Les tentatives en vue d'obtenir un autre enfant se sont poursuivies.  Mme P. a contacté une clinique de fertilité afin de recevoir un don de sperme.  Sa demande a été  rejetée parce qu'elle n'était pas qualifiée pour un traitement contre la stérilité, pour des raisons sociales et médicales. Il est important de noter que cette démarche a eu lieu au début des années 2000 et que les cliniques de fertilité avaient des critères définissant la fertilité fondés sur des conditions médicales et non sur un statut social.  Il ne fait aucun doute que la demande de Mme P. serait acceptée aujourd'hui.

 

Afin d'être éligibles pour une éventuelle adoption, M P. et Mme P. se sont mariés.  Le couple a exprimé sa préférence aux services sociaux pour adopter un enfant atteint du syndrome de Down, mais les services sociaux ont considéré que le couple était déjà suffisamment débordé avec  les besoins de la fillette "S", atteinte de la maladie de Crohn, d'une thrombose veineuse cérébrale et d'épisodes psychotiques. L'ainé, "P" avait des troubles de comportements et on suspectait une forme d'autisme.  Les projets d'adoption ont dû être abandonnés.

Le troisième enfant

 

Mme P. est  parvenue à devenir enceinte d'un troisième enfant - une petite fille référée par la lettre "T" dans la documentation judiciaire. L'identité paternelle demeure nébuleuse.

 

T a fait l'objet d'un examen pour une forme légère d'infirmité motrice cérébrale, mais il s'est avéré qu'elle était en bonne santé.
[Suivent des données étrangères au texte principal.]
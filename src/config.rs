// SPDX-License-Identifier: AGPL-3.0-or-later
//
// Copyright (C) 2026 Relational Network

//! # Runtime Configuration
//!
//! Configuration is loaded from the environment at startup. The signing
//! secret is mandatory and validated up front: a missing, short or
//! placeholder secret aborts startup instead of silently falling back to a
//! default.
//!
//! ## Environment Variables
//!
//! | Variable | Description | Default |
//! |----------|-------------|---------|
//! | `JWT_SECRET` | Token signing secret (min 32 bytes, non-placeholder) | Required |
//! | `HOST` | Server bind address | `0.0.0.0` |
//! | `PORT` | Server bind port | `8080` |
//! | `TOKEN_TTL_SECS` | Token lifetime in seconds | `86400` (24h) |
//! | `LOG_FORMAT` | Logging format (`json` or `pretty`) | `pretty` |
//! | `RUST_LOG` | Log level filter | `info,tower_http=debug` |

use std::env;

use crate::auth::token::DEFAULT_TOKEN_TTL_SECS;

/// Minimum accepted signing-secret length in bytes.
const MIN_SECRET_LEN: usize = 32;

/// Secrets that ship in examples and must never reach production.
const PLACEHOLDER_SECRETS: &[&str] = &["secret", "changeme", "dev-secret", "jwt-secret"];

/// Configuration errors surfaced at startup.
#[derive(Debug, thiserror::Error, PartialEq, Eq)]
pub enum ConfigError {
    #[error("JWT_SECRET is not set; refusing to start without a signing secret")]
    MissingSecret,
    #[error("JWT_SECRET is too short (minimum {MIN_SECRET_LEN} bytes)")]
    SecretTooShort,
    #[error("JWT_SECRET is a known placeholder value; supply a real secret")]
    PlaceholderSecret,
    #[error("invalid {name}: {value}")]
    InvalidValue { name: &'static str, value: String },
}

/// Process-wide configuration, injected explicitly where needed.
#[derive(Debug, Clone)]
pub struct Config {
    /// Token signing secret.
    pub jwt_secret: String,
    /// Bind address.
    pub host: String,
    /// Bind port.
    pub port: u16,
    /// Token lifetime in seconds.
    pub token_ttl_secs: i64,
}

impl Config {
    /// Load configuration from the environment, validating the secret.
    pub fn from_env() -> Result<Self, ConfigError> {
        let jwt_secret = env::var("JWT_SECRET").map_err(|_| ConfigError::MissingSecret)?;
        validate_secret(&jwt_secret)?;

        let host = env::var("HOST").unwrap_or_else(|_| "0.0.0.0".to_string());
        let port = match env::var("PORT") {
            Ok(raw) => raw.parse().map_err(|_| ConfigError::InvalidValue {
                name: "PORT",
                value: raw,
            })?,
            Err(_) => 8080,
        };
        let token_ttl_secs = match env::var("TOKEN_TTL_SECS") {
            Ok(raw) => raw.parse().map_err(|_| ConfigError::InvalidValue {
                name: "TOKEN_TTL_SECS",
                value: raw,
            })?,
            Err(_) => DEFAULT_TOKEN_TTL_SECS,
        };

        Ok(Self {
            jwt_secret,
            host,
            port,
            token_ttl_secs,
        })
    }
}

fn validate_secret(secret: &str) -> Result<(), ConfigError> {
    if secret.is_empty() {
        return Err(ConfigError::MissingSecret);
    }
    if PLACEHOLDER_SECRETS.contains(&secret.to_lowercase().as_str()) {
        return Err(ConfigError::PlaceholderSecret);
    }
    if secret.len() < MIN_SECRET_LEN {
        return Err(ConfigError::SecretTooShort);
    }
    Ok(())
}
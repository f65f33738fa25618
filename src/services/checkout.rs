use std::sync::Arc;

use rust_decimal::prelude::ToPrimitive;
use rust_decimal::{Decimal, RoundingStrategy};
use tracing::{info, instrument, warn};
use uuid::Uuid;

use crate::entities::order;
use crate::errors::ServiceError;
use crate::events::{Event, EventSender};
use crate::payments::{
    CheckoutMetadata, CreateSessionRequest, FrozenLine, PaymentProvider, ProviderError,
    ProviderLineItem,
};
use crate::repositories::{
    CartRepository, CatalogRepository, CouponConsumption, CouponRepository, NewOrder,
    NewOrderLine, OrderInsert, OrderRepository,
};
use crate::services::cart_reconciler::{CartLineInput, CartReconciler, DroppedLine};
use crate::services::coupons::{CouponRejection, CouponService, CouponValidation};

/// Checkout-wide settings taken from configuration.
#[derive(Debug, Clone)]
pub struct CheckoutSettings {
    pub currency: String,
    pub success_url: String,
    pub cancel_url: String,
}

/// Result of initiating a checkout: the provider session to redirect to,
/// plus the server-computed totals and anything that was dropped or
/// rejected along the way.
#[derive(Debug, Clone)]
pub struct CheckoutStarted {
    pub session_id: String,
    pub checkout_url: String,
    pub subtotal: Decimal,
    pub discount_percentage: i32,
    pub total: Decimal,
    pub currency: String,
    pub dropped: Vec<DroppedLine>,
    pub coupon_rejection: Option<CouponRejection>,
}

/// Result of confirming a checkout session. `already_confirmed` is set when
/// a duplicate callback found the order in place.
#[derive(Debug, Clone)]
pub struct ConfirmedCheckout {
    pub order: order::Model,
    pub already_confirmed: bool,
}

/// Checkout orchestrator: reconciles the cart, applies a validated coupon,
/// creates the provider session, and turns a confirmed session into an
/// order exactly once.
#[derive(Clone)]
pub struct CheckoutService {
    reconciler: CartReconciler,
    coupon_validator: CouponService,
    coupons: Arc<dyn CouponRepository>,
    orders: Arc<dyn OrderRepository>,
    carts: Arc<dyn CartRepository>,
    provider: Arc<dyn PaymentProvider>,
    event_sender: EventSender,
    settings: CheckoutSettings,
}

impl CheckoutService {
    pub fn new(
        catalog: Arc<dyn CatalogRepository>,
        coupons: Arc<dyn CouponRepository>,
        orders: Arc<dyn OrderRepository>,
        carts: Arc<dyn CartRepository>,
        provider: Arc<dyn PaymentProvider>,
        event_sender: EventSender,
        settings: CheckoutSettings,
    ) -> Self {
        Self {
            reconciler: CartReconciler::new(catalog),
            coupon_validator: CouponService::new(coupons.clone()),
            coupons,
            orders,
            carts,
            provider,
            event_sender,
            settings,
        }
    }

    /// Initiates a checkout attempt: re-prices the cart, applies the coupon
    /// if it validates, and creates a provider session for the computed
    /// total. Nothing is persisted until the provider confirms payment.
    #[instrument(skip(self, lines), fields(%user_id, line_count = lines.len()))]
    pub async fn begin_checkout(
        &self,
        user_id: Uuid,
        lines: &[CartLineInput],
        coupon_code: Option<String>,
    ) -> Result<CheckoutStarted, ServiceError> {
        let reconciled = self.reconciler.reconcile(lines).await?;
        if reconciled.is_empty() {
            return Err(ServiceError::EmptyCart);
        }

        let mut discount_percentage = 0;
        let mut coupon_rejection = None;
        let mut applied_coupon = None;

        if let Some(code) = coupon_code {
            match self.coupon_validator.validate(user_id, &code).await? {
                CouponValidation::Valid { coupon } => {
                    discount_percentage = coupon.discount_percentage;
                    applied_coupon = Some((coupon.id, code));
                }
                CouponValidation::Rejected(reason) => {
                    // Checkout proceeds at full price; the rejection reason
                    // is reported back to the shopper.
                    info!(?reason, "coupon rejected, proceeding without discount");
                    coupon_rejection = Some(reason);
                }
            }
        }

        let subtotal = reconciled.subtotal;
        let total = apply_discount(subtotal, discount_percentage);

        let frozen_lines: Vec<FrozenLine> = reconciled
            .lines
            .iter()
            .map(|l| FrozenLine {
                product_id: l.product_id,
                name: l.name.clone(),
                unit_price: l.unit_price,
                quantity: l.quantity,
            })
            .collect();

        let line_items = reconciled
            .lines
            .iter()
            .map(|l| {
                Ok(ProviderLineItem {
                    name: l.name.clone(),
                    unit_amount_minor: to_minor_units(l.unit_price)?,
                    quantity: i64::from(l.quantity),
                })
            })
            .collect::<Result<Vec<_>, ServiceError>>()?;

        let (coupon_id, coupon_code) = match &applied_coupon {
            Some((id, code)) => (Some(*id), Some(code.clone())),
            None => (None, None),
        };

        let client_reference = Uuid::new_v4().to_string();
        let request = CreateSessionRequest {
            line_items,
            currency: self.settings.currency.clone(),
            discount_percentage: (discount_percentage > 0).then_some(discount_percentage),
            success_url: format!(
                "{}?session_id={{CHECKOUT_SESSION_ID}}",
                self.settings.success_url
            ),
            cancel_url: self.settings.cancel_url.clone(),
            client_reference,
            metadata: CheckoutMetadata {
                user_id,
                coupon_code,
                coupon_id,
                lines: frozen_lines,
            },
        };

        // Session creation failure aborts the whole checkout; nothing has
        // been persisted at this point.
        let session = self
            .provider
            .create_session(request)
            .await
            .map_err(|e| ServiceError::PaymentSessionFailed(e.to_string()))?;

        self.event_sender
            .send_or_log(Event::CheckoutStarted {
                user_id,
                session_id: session.id.clone(),
            })
            .await;

        info!(session_id = %session.id, %subtotal, %total, "checkout session created");

        Ok(CheckoutStarted {
            session_id: session.id,
            checkout_url: session.url,
            subtotal,
            discount_percentage,
            total,
            currency: self.settings.currency.clone(),
            dropped: reconciled.dropped,
            coupon_rejection,
        })
    }

    /// Confirms a checkout session. The session is re-fetched from the
    /// provider; a client-supplied "success" flag is never trusted. Safe to
    /// call any number of times for the same session: the unique provider
    /// reference guarantees at most one order.
    #[instrument(skip(self))]
    pub async fn confirm_session(&self, session_id: &str) -> Result<ConfirmedCheckout, ServiceError> {
        let status = self
            .provider
            .retrieve_session(session_id)
            .await
            .map_err(map_retrieve_error)?;

        if !status.paid {
            return Err(ServiceError::InvalidOperation(format!(
                "session {} is not paid",
                session_id
            )));
        }

        let metadata = status.metadata;
        let new_order = NewOrder {
            user_id: metadata.user_id,
            total_amount: status.amount_total,
            currency: self.settings.currency.clone(),
            provider_reference: status.reference.clone(),
            lines: metadata
                .lines
                .iter()
                .map(|l| NewOrderLine {
                    product_id: l.product_id,
                    name: l.name.clone(),
                    price_at_purchase: l.unit_price,
                    quantity: l.quantity,
                })
                .collect(),
        };

        match self.orders.create_if_absent(new_order).await? {
            OrderInsert::Created(order) => {
                if let Some(coupon_id) = metadata.coupon_id {
                    match self.coupons.consume(coupon_id).await? {
                        CouponConsumption::Consumed => {
                            self.event_sender
                                .send_or_log(Event::CouponRedeemed {
                                    coupon_id,
                                    code: metadata.coupon_code.clone().unwrap_or_default(),
                                })
                                .await;
                        }
                        CouponConsumption::AlreadyUsed => {
                            warn!(%coupon_id, "coupon was already consumed at confirmation");
                        }
                    }
                }

                // Cart clearing is best-effort: the order exists and a
                // retry of this callback must not create another one.
                if let Err(err) = self.carts.clear_cart(metadata.user_id).await {
                    warn!(user_id = %metadata.user_id, %err, "failed to clear cart after order");
                } else {
                    self.event_sender
                        .send_or_log(Event::CartCleared {
                            user_id: metadata.user_id,
                        })
                        .await;
                }

                self.event_sender
                    .send_or_log(Event::CheckoutCompleted {
                        order_id: order.id,
                        provider_reference: status.reference.clone(),
                    })
                    .await;
                self.event_sender
                    .send_or_log(Event::OrderCreated(order.id))
                    .await;

                info!(order_id = %order.id, reference = %status.reference, "order created");
                Ok(ConfirmedCheckout {
                    order,
                    already_confirmed: false,
                })
            }
            OrderInsert::AlreadyExists(order) => {
                // Duplicate confirmation delivery: idempotent success, no
                // further side effects.
                info!(order_id = %order.id, reference = %status.reference, "duplicate confirmation ignored");
                Ok(ConfirmedCheckout {
                    order,
                    already_confirmed: true,
                })
            }
        }
    }
}

/// Applies a whole-percentage discount and rounds to cents.
fn apply_discount(subtotal: Decimal, discount_percentage: i32) -> Decimal {
    let factor = Decimal::ONE - Decimal::from(discount_percentage) / Decimal::ONE_HUNDRED;
    (subtotal * factor).round_dp_with_strategy(2, RoundingStrategy::MidpointAwayFromZero)
}

fn to_minor_units(amount: Decimal) -> Result<i64, ServiceError> {
    (amount * Decimal::ONE_HUNDRED)
        .round_dp_with_strategy(0, RoundingStrategy::MidpointAwayFromZero)
        .to_i64()
        .ok_or_else(|| {
            ServiceError::InternalError(format!("amount {} not representable in minor units", amount))
        })
}

fn map_retrieve_error(err: ProviderError) -> ServiceError {
    match err {
        // Confirmation is deferred and retried on the next delivery; the
        // payment is never assumed successful.
        ProviderError::Unreachable(msg) => ServiceError::ProviderUnreachable(msg),
        ProviderError::Api { status: 404, .. } => {
            ServiceError::NotFound("checkout session not found".to_string())
        }
        other => ServiceError::ProviderUnreachable(other.to_string()),
    }
}
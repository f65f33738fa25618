use chrono::{DateTime, Utc};
use rust_decimal::Decimal;
use sea_orm::entity::prelude::*;
use serde::{Deserialize, Serialize};
use uuid::Uuid;

/// Completed order. Created only after payment confirmation and immutable
/// thereafter. `provider_reference` carries a unique constraint; it is the
/// idempotency key for confirmation callbacks.
#[derive(Clone, Debug, PartialEq, Eq, DeriveEntityModel, Serialize, Deserialize)]
#[sea_orm(table_name = "orders")]
pub struct Model {
    #[sea_orm(primary_key, auto_increment = false)]
    pub id: Uuid,
    pub user_id: Uuid,
    #[sea_orm(column_type = "Decimal(Some((19, 4)))")]
    pub total_amount: Decimal,
    pub currency: String,
    #[sea_orm(unique)]
    pub provider_reference: String,
    pub created_at: DateTime<Utc>,
}

#[derive(Copy, Clone, Debug, EnumIter, DeriveRelation)]
pub enum Relation {
    #[sea_orm(has_many = "super::order_item::Entity")]
    OrderItems,
}

impl Related<super::order_item::Entity> for Entity {
    fn to() -> RelationDef {
        Relation::OrderItems.def()
    }
}

impl ActiveModelBehavior for ActiveModel {}
use std::collections::HashMap;
use std::sync::Arc;

use rust_decimal::Decimal;
use serde::{Deserialize, Serialize};
use tracing::{debug, instrument};
use utoipa::ToSchema;
use uuid::Uuid;

use crate::entities::product;
use crate::errors::ServiceError;
use crate::repositories::CatalogRepository;

/// A client-submitted cart line. Deliberately carries no price field; prices
/// come from the catalog only.
#[derive(Debug, Clone, Copy, PartialEq, Eq, Serialize, Deserialize, ToSchema)]
pub struct CartLineInput {
    pub product_id: Uuid,
    pub quantity: i32,
}

/// A line re-priced from the catalog.
#[derive(Debug, Clone, PartialEq, Eq, Serialize, ToSchema)]
pub struct PricedLine {
    pub product_id: Uuid,
    pub name: String,
    pub unit_price: Decimal,
    pub quantity: i32,
    pub line_total: Decimal,
}

#[derive(Debug, Clone, Copy, PartialEq, Eq, Serialize, ToSchema)]
#[serde(rename_all = "snake_case")]
pub enum DropReason {
    ProductUnavailable,
    NonPositiveQuantity,
}

/// A line excluded during reconciliation, reported back to the caller.
#[derive(Debug, Clone, Copy, PartialEq, Eq, Serialize, ToSchema)]
pub struct DroppedLine {
    pub product_id: Uuid,
    pub reason: DropReason,
}

/// Result of re-pricing a client cart against the catalog.
#[derive(Debug, Clone, PartialEq, Eq)]
pub struct ReconciledCart {
    pub lines: Vec<PricedLine>,
    pub dropped: Vec<DroppedLine>,
    pub subtotal: Decimal,
}

impl ReconciledCart {
    pub fn is_empty(&self) -> bool {
        self.lines.is_empty()
    }
}

/// Re-prices client-submitted cart lines against authoritative catalog
/// prices. A tampered client cart asserting its own prices has no effect:
/// the input never carries a price to begin with.
#[derive(Clone)]
pub struct CartReconciler {
    catalog: Arc<dyn CatalogRepository>,
}

impl CartReconciler {
    pub fn new(catalog: Arc<dyn CatalogRepository>) -> Self {
        Self { catalog }
    }

    /// Re-prices the given lines. Missing products and non-positive
    /// quantities drop the line without failing the request.
    #[instrument(skip(self, lines), fields(line_count = lines.len()))]
    pub async fn reconcile(&self, lines: &[CartLineInput]) -> Result<ReconciledCart, ServiceError> {
        let ids: Vec<Uuid> = lines
            .iter()
            .filter(|l| l.quantity > 0)
            .map(|l| l.product_id)
            .collect();

        let products = self.catalog.get_products(&ids).await?;
        let cart = price_lines(lines, &products);

        if !cart.dropped.is_empty() {
            debug!(dropped = cart.dropped.len(), "dropped cart lines during reconciliation");
        }

        Ok(cart)
    }
}

/// Pure pricing core: pairs each input line with its catalog product.
pub fn price_lines(lines: &[CartLineInput], products: &[product::Model]) -> ReconciledCart {
    let by_id: HashMap<Uuid, &product::Model> =
        products.iter().map(|p| (p.id, p)).collect();

    let mut priced = Vec::new();
    let mut dropped = Vec::new();
    let mut subtotal = Decimal::ZERO;

    for line in lines {
        if line.quantity <= 0 {
            dropped.push(DroppedLine {
                product_id: line.product_id,
                reason: DropReason::NonPositiveQuantity,
            });
            continue;
        }

        match by_id.get(&line.product_id) {
            Some(product) => {
                let line_total = product.price * Decimal::from(line.quantity);
                subtotal += line_total;
                priced.push(PricedLine {
                    product_id: product.id,
                    name: product.name.clone(),
                    unit_price: product.price,
                    quantity: line.quantity,
                    line_total,
                });
            }
            None => {
                dropped.push(DroppedLine {
                    product_id: line.product_id,
                    reason: DropReason::ProductUnavailable,
                });
            }
        }
    }

    ReconciledCart {
        lines: priced,
        dropped,
        subtotal,
    }
}
//! Payment provider boundary. The checkout orchestrator only ever talks to
//! the `PaymentProvider` trait; the Stripe-style HTTP client lives in
//! `stripe`.

use async_trait::async_trait;
#[cfg(test)]
use mockall::automock;
use rust_decimal::Decimal;
use serde::{Deserialize, Serialize};
use uuid::Uuid;

pub mod stripe;

pub use stripe::StripeCheckoutProvider;

/// A display line as sent to the provider, in minor currency units.
#[derive(Debug, Clone, PartialEq, Eq)]
pub struct ProviderLineItem {
    pub name: String,
    pub unit_amount_minor: i64,
    pub quantity: i64,
}

/// Frozen priced line carried through the provider session metadata.
#[derive(Debug, Clone, PartialEq, Eq, Serialize, Deserialize)]
pub struct FrozenLine {
    pub product_id: Uuid,
    pub name: String,
    pub unit_price: Decimal,
    pub quantity: i32,
}

/// Snapshot stored in the provider session so that confirmation is
/// self-contained: the callback only carries a session id, everything else
/// is read back from the provider.
#[derive(Debug, Clone, PartialEq, Eq, Serialize, Deserialize)]
pub struct CheckoutMetadata {
    pub user_id: Uuid,
    pub coupon_code: Option<String>,
    pub coupon_id: Option<Uuid>,
    pub lines: Vec<FrozenLine>,
}

#[derive(Debug, Clone)]
pub struct CreateSessionRequest {
    pub line_items: Vec<ProviderLineItem>,
    pub currency: String,
    /// Whole-percentage discount realized provider-side, if any.
    pub discount_percentage: Option<i32>,
    pub success_url: String,
    pub cancel_url: String,
    pub client_reference: String,
    pub metadata: CheckoutMetadata,
}

/// Provider session handle returned at creation time.
#[derive(Debug, Clone, PartialEq, Eq)]
pub struct ProviderSession {
    pub id: String,
    pub url: String,
}

/// Authoritative session state as re-fetched from the provider.
#[derive(Debug, Clone, PartialEq, Eq)]
pub struct SessionStatus {
    pub paid: bool,
    /// Payment reference, unique per completed payment.
    pub reference: String,
    pub amount_total: Decimal,
    pub metadata: CheckoutMetadata,
}

#[derive(Debug, thiserror::Error)]
pub enum ProviderError {
    #[error("provider unreachable: {0}")]
    Unreachable(String),

    #[error("provider API error (status {status}): {message}")]
    Api { status: u16, message: String },

    #[error("invalid provider response: {0}")]
    InvalidResponse(String),
}

#[cfg_attr(test, automock)]
#[async_trait]
pub trait PaymentProvider: Send + Sync {
    async fn create_session(
        &self,
        request: CreateSessionRequest,
    ) -> Result<ProviderSession, ProviderError>;

    async fn retrieve_session(&self, session_id: &str) -> Result<SessionStatus, ProviderError>;
}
Mme P a refusé d'accepter le diagnostic et a perçu une allocation d'invalidité au nom de T. Elle s'est convaincue elle-même et a inculqué au reste de la famille la conviction que l'enfant était bel et bien atteint de cette maladie. On ne peut s'empêcher de détecter dans ce comportement obsessif la présence éventuelle d'un syndrome de Münchhausen par procuration associé à un moyen  d'obtenir une augmentation des prestations de l'État.

 

Les GPA

 

 

 

 

 

La "fausse-couche"

 

Environ 3 ans après la naissance de "T", Mme P. a contacté une agence intermédiaire de GPA, "Childlessness Overcome Through Surrogacy" (COTS) et s'est  portée volontaire pour devenir mère porteuse.  Notons au passage que cette agence, fondée en 1988, a annoncé sa fermeture officielle pour septembre 2025, l'organisme s'estimant incapable de rencontrer les exigences des nouveaux règlements adoptés par le "Human Fertilisation and Embryology Authority (HFEA)" du Royaume-Uni.

 

Quoi qu'il en soit, Mme P. fût acceptée par l'agence, ce qui soulève des questions sur les critères d'éligibilité de l'organisation sachant que son profil psychologique avait été rejeté  pour devenir famille d'accueil (foster care) de même que pour devenir famille adoptive.

 

Elle a été mise en contact avec M et Mme R. qui "cherchaient désespérément avoir un bébé car leur fille unique avait atteint l'âge de 19 ans (sic)". À ce point le commentaire du Denning Law Journal n'est pas suffisamment détaillé concernant la méthode de conception de l'embryon.  L'article relate qu'une fécondation in vitro (FIV) a été utilisée, plutôt qu'une insémination.

 

 

 

Mme P. étant fertile, la méthode d'insémination aurait normalement cumulé moins de risques médicaux si ses ovocytes ont été utilisés pour la fécondation.  Mais certaines cliniques choisissent quand même de recourir à une FIV pour augmenter les chances de conception de l'embryon et en contrôler la "qualité", sans égard aux conséquences médicales possibles pour la mère porteuse.  Il semblerait que ce fût le cas ici.

 

Mrs P would be impregnated with Mr R’s sperm by means of IVF treatment in return for a fee of £850 to cover the pregnancy and birth expenses.

 

Nous en concluons que l'ovocyte de Mme P. a été utilisé ce qui fait d'elle la mère "biologique" (par la gestation) et la mère génétique (par la contribution du matériel génétique).

 

Mme P. est devenue rapidement enceinte, mais tôt dans la grossesse, M. R. a reçu un appel téléphonique de M P. lui annonçant que Mme P. avait fait une fausse-couche et qu'elle ne souhaitait pas refaire le processus ni avoir d'autres contacts avec M. R.

 

 

 

 

 

Considérant le profil psychologique et ses antécédents, personne ne s'étonnera d'apprendre que Mme P. n'avait pas fait de fausse-couches.  N'eût été une dénonciation relative à une GPA subséquente, personne n'aurait jamais démasqué le subterfuge concernant la naissance de "C".  M. R. n'a appris que quatre années plus tard que Mme P. avait donné naissance à une fille, dont il était le père.

 

La deuxième GPA

 

Nul ne s'étonnera que Mme P. ait vu dans la pratique de la GPA, une opportunité inespérée pour réaliser ses obsessions compulsives doublée d'une solution à sa précarité économique.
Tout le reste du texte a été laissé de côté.